Root Cause Failure Analysis
- Q2 and Q4 have fused open Base Emitter junctions
- Veb reverse voltage exceeds 5V slightly causing slow damage to junction while R4 is drives Q2 hard on reset stressing the junction again with more than 50mA.
- Q4 also has high base current and when blown, R8 gets warm.
This circuit was copied out of the RCA Hobby Circuits Manual 1968. Complete entry shown below, including original description of operation.
To answer the question you didn't ask:
In normal operation, with the transistor on, the base-emitter voltage of a bipolar junction transistor is about one diode drop. That's 0.7V for a small-signal silicon transistor (it can be more if the thing's carrying huge currents), and about 0.3V for a small-signal germanium transistor.
The direction of the voltage is base positive for an NPN, base negative for a PNP (it follows the 'P' and 'N' in the name).
If you see more than that, the transistor is broken. If you see less, either the transistor is broken or it's turned off (which can be the case for this circuit: in normal operation Q1 and Q2 will almost never be on at the same time). Since this circuit is designed to be an oscillator, you can't just measure voltages statically -- trying would just get you messed up measurements because the voltages would be bouncing around. However, if you put one meter lead on the base and the other on the emitter and measure there, then you'll always be measuring the voltage of interest.

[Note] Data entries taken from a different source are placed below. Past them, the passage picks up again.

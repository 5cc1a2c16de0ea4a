//! BM25 relevance scoring and the collection statistics it needs.
//!
//! Statistics are gathered per query, over live documents only, and can be
//! summed across engines. Searching every shard with the summed statistics
//! gives the scores a single index holding all documents would give.

use std::collections::BTreeMap;
use std::sync::Arc;

use crate::config::Bm25Params;
use crate::index::segment::SegmentReader;
use crate::query::resolved::ResolvedQuery;

/// Per-field statistics of a tokenized field.
#[derive(Debug, Clone, Copy, Default, PartialEq, Eq)]
pub struct FieldStats {
    /// Live documents with at least one token in the field.
    pub doc_count: u64,

    /// Tokens in the field over those documents.
    pub sum_total_term_freq: u64,
}

impl FieldStats {
    pub fn avg_field_length(&self) -> f32 {
        if self.doc_count == 0 {
            return 0.0;
        }
        self.sum_total_term_freq as f32 / self.doc_count as f32
    }
}

/// Statistics for the scored terms of one query.
#[derive(Debug, Clone, Default, PartialEq)]
pub struct CollectionStats {
    fields: BTreeMap<String, FieldStats>,
    doc_freqs: BTreeMap<(String, Vec<u8>), u64>,
}

impl CollectionStats {
    /// Gather the statistics of `query`'s scored terms over `segments`.
    pub fn gather(query: &ResolvedQuery, segments: &[Arc<SegmentReader>]) -> Self {
        let mut terms = Vec::new();
        query.scored_terms(&mut terms);

        let mut stats = CollectionStats::default();
        for (field, term) in terms {
            if !stats.fields.contains_key(&field) {
                let mut field_stats = FieldStats::default();
                for segment in segments {
                    for (doc, length) in segment.norms(&field).iter().enumerate() {
                        if *length > 0 && segment.is_live(doc as u32) {
                            field_stats.doc_count += 1;
                            field_stats.sum_total_term_freq += *length as u64;
                        }
                    }
                }
                stats.fields.insert(field.clone(), field_stats);
            }

            let doc_freq = segments
                .iter()
                .map(|segment| {
                    segment
                        .postings(&field, &term)
                        .iter()
                        .filter(|p| segment.is_live(p.doc))
                        .count() as u64
                })
                .sum();
            stats.doc_freqs.insert((field, term), doc_freq);
        }
        stats
    }

    /// Add another shard's statistics.
    pub fn merge(&mut self, other: &CollectionStats) {
        for (field, stats) in &other.fields {
            let entry = self.fields.entry(field.clone()).or_default();
            entry.doc_count += stats.doc_count;
            entry.sum_total_term_freq += stats.sum_total_term_freq;
        }
        for (key, doc_freq) in &other.doc_freqs {
            *self.doc_freqs.entry(key.clone()).or_default() += doc_freq;
        }
    }

    pub fn field(&self, field: &str) -> FieldStats {
        self.fields.get(field).copied().unwrap_or_default()
    }

    pub fn doc_freq(&self, field: &str, term: &[u8]) -> u64 {
        self.doc_freqs
            .get(&(field.to_string(), term.to_vec()))
            .copied()
            .unwrap_or(0)
    }
}

/// BM25 with the `1 + ...` IDF, which never goes negative.
#[derive(Debug, Clone, Copy, PartialEq)]
pub struct Bm25 {
    k1: f32,
    b: f32,
}

impl Bm25 {
    pub fn new(params: Bm25Params) -> Self {
        Bm25 {
            k1: params.k1,
            b: params.b,
        }
    }

    pub fn idf(&self, doc_freq: u64, doc_count: u64) -> f32 {
        if doc_freq == 0 || doc_count == 0 {
            return 0.0;
        }
        let n = doc_count as f32;
        let df = doc_freq as f32;
        (1.0 + (n - df + 0.5) / (df + 0.5)).ln()
    }

    fn tf(&self, freq: u32, field_length: u32, avg_field_length: f32) -> f32 {
        if freq == 0 {
            return 0.0;
        }
        let freq = freq as f32;
        let norm = if avg_field_length > 0.0 {
            1.0 - self.b + self.b * (field_length as f32 / avg_field_length)
        } else {
            1.0
        };
        (freq * (self.k1 + 1.0)) / (freq + self.k1 * norm)
    }

    pub fn score(&self, freq: u32, field_length: u32, doc_freq: u64, field: FieldStats) -> f32 {
        self.idf(doc_freq, field.doc_count) * self.tf(freq, field_length, field.avg_field_length())
    }
}

impl Default for Bm25 {
    fn default() -> Self {
        Bm25::new(Bm25Params::default())
    }
}
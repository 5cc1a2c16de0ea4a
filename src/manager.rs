//! The engine registry.
//!
//! An [`IndexManager`] owns every engine stored under one data directory (one
//! sub-directory per index) plus the named federations over them. It is an
//! ordinary value: create as many as needed, each with its own configuration.

use std::collections::BTreeMap;
use std::path::PathBuf;
use std::sync::Arc;

use parking_lot::RwLock;
use rayon::ThreadPool;

use crate::config::ManagerConfig;
use crate::error::{PikeError, Result};
use crate::federation::{FederationCoordinator, build_pool};
use crate::index::IndexEngine;
use crate::index::manifest::MANIFEST_FILE;

/// The indexes stored under one data directory.
///
/// # Example
///
/// ```
/// use pike::config::ManagerConfig;
/// use pike::document::document::Document;
/// use pike::manager::IndexManager;
/// use pike::query::QueryDefinition;
///
/// # fn main() -> pike::error::Result<()> {
/// let dir = tempfile::TempDir::new()?;
/// let manager = IndexManager::open(ManagerConfig {
///     data_directory: dir.path().to_path_buf(),
///     thread_pool_size: Some(1),
///     ..ManagerConfig::default()
/// })?;
///
/// let engine = manager.get_or_create("notes")?;
/// engine.write(&[Document::with_id("n1")])?;
/// assert_eq!(manager.list(), vec!["notes"]);
/// assert_eq!(engine.search(&QueryDefinition::new())?.total_hits, 1);
/// manager.close();
/// # Ok(())
/// # }
/// ```
#[derive(Debug)]
pub struct IndexManager {
    config: ManagerConfig,
    pool: Arc<ThreadPool>,
    engines: RwLock<BTreeMap<String, Arc<IndexEngine>>>,
    federations: RwLock<BTreeMap<String, Arc<FederationCoordinator>>>,
}

/// Index names become directory names.
fn validate_name(name: &str) -> Result<()> {
    let valid = !name.is_empty()
        && !name.starts_with('.')
        && name
            .chars()
            .all(|c| c.is_ascii_alphanumeric() || matches!(c, '-' | '_' | '.'));
    if !valid {
        return Err(PikeError::index(format!("Invalid index name: {name:?}")));
    }
    Ok(())
}

impl IndexManager {
    /// Open the data directory and every index found in it.
    pub fn open(config: ManagerConfig) -> Result<Self> {
        config.validate()?;
        std::fs::create_dir_all(&config.data_directory)?;
        let pool = build_pool(config.thread_pool_size)?;

        let mut engines = BTreeMap::new();
        let mut entries = std::fs::read_dir(&config.data_directory)?
            .collect::<std::io::Result<Vec<_>>>()?;
        entries.sort_by_key(|entry| entry.file_name());
        for entry in entries {
            let path = entry.path();
            if !path.join(MANIFEST_FILE).is_file() {
                continue;
            }
            let Some(name) = entry.file_name().to_str().map(str::to_string) else {
                continue;
            };
            let engine = IndexEngine::open_in_dir(name.clone(), &path, config.engine.clone())?;
            engines.insert(name, Arc::new(engine));
        }

        log::info!(
            "opened {} indexes under {}",
            engines.len(),
            config.data_directory.display()
        );
        Ok(IndexManager {
            config,
            pool,
            engines: RwLock::new(engines),
            federations: RwLock::new(BTreeMap::new()),
        })
    }

    pub fn config(&self) -> &ManagerConfig {
        &self.config
    }

    fn index_path(&self, name: &str) -> PathBuf {
        self.config.data_directory.join(name)
    }

    /// The open engine named `name`.
    pub fn get(&self, name: &str) -> Option<Arc<IndexEngine>> {
        self.engines.read().get(name).cloned()
    }

    /// The engine named `name`, created empty on first use.
    pub fn get_or_create(&self, name: &str) -> Result<Arc<IndexEngine>> {
        if let Some(engine) = self.get(name) {
            return Ok(engine);
        }
        validate_name(name)?;

        let mut engines = self.engines.write();
        if let Some(engine) = engines.get(name) {
            return Ok(Arc::clone(engine));
        }
        let engine = Arc::new(IndexEngine::open_in_dir(
            name,
            self.index_path(name),
            self.config.engine.clone(),
        )?);
        log::info!("created index {name}");
        engines.insert(name.to_string(), Arc::clone(&engine));
        Ok(engine)
    }

    /// Names of the open indexes, sorted.
    pub fn list(&self) -> Vec<String> {
        self.engines.read().keys().cloned().collect()
    }

    /// Close an index, remove it from every federation and delete its files.
    /// Returns whether it existed.
    pub fn delete(&self, name: &str) -> Result<bool> {
        let Some(engine) = self.engines.write().remove(name) else {
            return Ok(false);
        };
        for federation in self.federations.read().values() {
            federation.unregister(name);
        }
        engine.close();

        let path = self.index_path(name);
        if path.exists() {
            std::fs::remove_dir_all(&path)?;
        }
        log::info!("deleted index {name}");
        Ok(true)
    }

    /// The federation named `name`, created empty on first use.
    pub fn federation(&self, name: &str) -> Arc<FederationCoordinator> {
        if let Some(federation) = self.federations.read().get(name) {
            return Arc::clone(federation);
        }
        let mut federations = self.federations.write();
        Arc::clone(
            federations
                .entry(name.to_string())
                .or_insert_with(|| Arc::new(FederationCoordinator::new(name, Arc::clone(&self.pool)))),
        )
    }

    /// Forget a federation. Its engines stay open.
    pub fn remove_federation(&self, name: &str) -> bool {
        self.federations.write().remove(name).is_some()
    }

    /// Close every engine.
    pub fn close(&self) {
        for engine in self.engines.read().values() {
            engine.close();
        }
    }
}

#[cfg(test)]
mod tests {
    use super::*;
    use crate::document::document::Document;
    use crate::query::QueryDefinition;
    use tempfile::TempDir;

    fn config(dir: &TempDir) -> ManagerConfig {
        ManagerConfig {
            data_directory: dir.path().to_path_buf(),
            thread_pool_size: Some(2),
            ..ManagerConfig::default()
        }
    }

    #[test]
    fn test_reopen_existing_indexes() {
        let dir = TempDir::new().unwrap();
        {
            let manager = IndexManager::open(config(&dir)).unwrap();
            let engine = manager.get_or_create("books").unwrap();
            engine.write(&[Document::with_id("1")]).unwrap();
            manager.get_or_create("films").unwrap();
            assert!(manager.get_or_create("../escape").is_err());
        }

        let manager = IndexManager::open(config(&dir)).unwrap();
        assert_eq!(manager.list(), vec!["books", "films"]);
        let result = manager
            .get("books")
            .unwrap()
            .search(&QueryDefinition::new())
            .unwrap();
        assert_eq!(result.total_hits, 1);
    }

    #[test]
    fn test_delete_unregisters_and_removes_files() {
        let dir = TempDir::new().unwrap();
        let manager = IndexManager::open(config(&dir)).unwrap();
        let engine = manager.get_or_create("tmp").unwrap();
        let federation = manager.federation("all");
        federation.register(engine).unwrap();
        assert!(Arc::ptr_eq(&federation, &manager.federation("all")));

        assert!(manager.delete("tmp").unwrap());
        assert!(!manager.delete("tmp").unwrap());
        assert!(federation.engine_names().is_empty());
        assert!(!dir.path().join("tmp").exists());
    }
}
//! Min/max aggregation over a sortable field.

use std::sync::Arc;

use crate::collector::Collector;
use crate::document::field_value::FieldValue;
use crate::document::indexable::SortValue;
use crate::error::{PikeError, Result};
use crate::index::segment::SegmentReader;
use crate::query::definition::{FunctionKind, FunctionRequest};
use crate::query::result::FunctionResult;
use crate::schema::{FieldMap, FieldTypeInstance};

/// Tracks the extreme value of one field over the matching documents. The
/// first document holding the extreme wins ties. A field without a sort key
/// makes the collector a no-op.
#[derive(Debug)]
pub struct FunctionCollector {
    instance: Arc<FieldTypeInstance>,
    function: FunctionKind,
    best: Option<(SortValue, FieldValue)>,
    segment: Option<Arc<SegmentReader>>,
}

impl FunctionCollector {
    pub fn new(request: &FunctionRequest, field_map: &FieldMap) -> Result<Self> {
        let instance = field_map.get(&request.field).ok_or_else(|| {
            PikeError::query(format!(
                "Cannot compute the function {} because the field is unknown: {}",
                request.function.name(),
                request.field
            ))
        })?;
        Ok(FunctionCollector {
            instance: Arc::clone(instance),
            function: request.function,
            best: None,
            segment: None,
        })
    }

    fn improves(&self, key: &SortValue) -> bool {
        match &self.best {
            None => true,
            Some((best, _)) => match self.function {
                FunctionKind::Min => key < best,
                FunctionKind::Max => key > best,
            },
        }
    }

    pub fn result(self) -> FunctionResult {
        let (key, value) = match self.best {
            Some((key, value)) => (Some(key), Some(value.to_json())),
            None => (None, None),
        };
        FunctionResult {
            field: self.instance.name().to_string(),
            function: self.function,
            value,
            key,
        }
    }
}

impl Collector for FunctionCollector {
    fn set_segment(&mut self, segment: &Arc<SegmentReader>, _doc_base: u64) -> Result<()> {
        self.segment = Some(Arc::clone(segment));
        Ok(())
    }

    fn collect(&mut self, doc: u32, _score: f32) -> Result<()> {
        let Some(segment) = &self.segment else {
            return Ok(());
        };
        let Some(value) = segment.doc_value(self.instance.name(), doc) else {
            return Ok(());
        };
        let Some(key) = self.instance.sort_key(value) else {
            return Ok(());
        };
        if self.improves(&key) {
            let display = self.instance.convert(value);
            self.best = Some((key, display));
        }
        Ok(())
    }
}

Note that you could have a cracked PCB, in which case you can't assume that the voltage on the transistor lead is the same as the voltage on the PCB trace.

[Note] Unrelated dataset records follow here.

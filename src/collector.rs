//! Result collectors.
//!
//! A search scans the matching documents of each segment once. Every
//! collector the query needs sees every match in that one pass through
//! [`multi::MultiCollector`]; [`pipeline::CollectorPipeline`] decides which
//! collectors a query needs and extracts their outputs afterwards.

use std::fmt::Debug;
use std::sync::Arc;

use crate::error::Result;
use crate::index::segment::SegmentReader;

pub mod external;
pub mod facets;
pub mod function;
pub mod multi;
pub mod pipeline;
pub mod top_docs;
pub mod total_hits;

pub use pipeline::{CollectorPipeline, PipelineOutput};

/// Receives matching documents during a scan.
pub trait Collector: Send + Debug {
    /// Called before the first document of each segment. `doc_base` is the
    /// global number of the segment's first document.
    fn set_segment(&mut self, segment: &Arc<SegmentReader>, doc_base: u64) -> Result<()>;

    /// Collect one live matching document of the current segment.
    fn collect(&mut self, doc: u32, score: f32) -> Result<()>;

    /// Whether the collector reads scores.
    fn needs_scores(&self) -> bool {
        false
    }
}
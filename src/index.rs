//! Index storage, the single writer and near-real-time snapshots.
//!
//! An index is a list of immutable segments recorded by a
//! [`manifest::CommitManifest`]. Every commit writes new segment, deletion and
//! value-overlay files, then atomically replaces the manifest. Readers see
//! commits through [`snapshot::SnapshotManager`].

pub mod engine;
pub mod file_format;
pub mod manifest;
pub mod replication;
pub mod segment;
pub mod snapshot;
pub mod status;
pub mod writer;

pub use engine::{IndexEngine, Searcher};
pub use status::IndexStatus;
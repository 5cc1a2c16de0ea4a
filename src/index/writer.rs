//! The single index writer.
//!
//! A commit applies a batch of [`WriteOp`]s on top of the last committed
//! state, writes the new files, then atomically replaces the manifest. If any
//! step fails the files written so far are removed and the writer keeps its
//! previous state.

use std::sync::Arc;

use ahash::{AHashMap, AHashSet};
use bit_vec::BitVec;

use crate::config::EngineConfig;
use crate::document::codec::{EncodedDocument, WriteInstruction};
use crate::document::document::ID_FIELD;
use crate::document::field_value::FieldValue;
use crate::document::indexable::IndexableField;
use crate::error::{PikeError, Result};
use crate::index::manifest::{CommitManifest, SegmentMeta, is_segment_file};
use crate::index::segment::{SegmentBuilder, SegmentData, SegmentReader, UpdatedValue, ValueOverlay};
use crate::index::snapshot::ReaderSnapshot;
use crate::storage::Storage;

/// One operation of a commit batch.
#[derive(Debug, Clone)]
pub enum WriteOp {
    /// Insert, or replace the live document with the same identity.
    Upsert(EncodedDocument),
    /// Overwrite column values of an existing document.
    UpdateValues(EncodedDocument),
    Delete(String),
    DeleteAll,
}

#[derive(Debug)]
pub struct CommitOutcome {
    pub snapshot: ReaderSnapshot,
    /// Documents removed by deletes and replacements.
    pub deleted: u64,
}

/// Batch state on top of the committed segments.
struct PendingCommit<'a> {
    base: &'a [Arc<SegmentReader>],
    lives: Vec<Option<BitVec>>,
    overlays: Vec<Option<ValueOverlay>>,
    docs: Vec<Option<EncodedDocument>>,
    by_identity: AHashMap<String, usize>,
    deleted: u64,
}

If your measurements are correct, you've got 10V across the B-E junction of Q2, and 11.7V across the B-E junction of Q4. Unless lightning struck the thing (or a cat peed in it a year ago and it corroded, or some other disaster struck) it's unlikely that two transistors broken at once. I'd re-measure just across those junctions and see if you're getting consistent readings.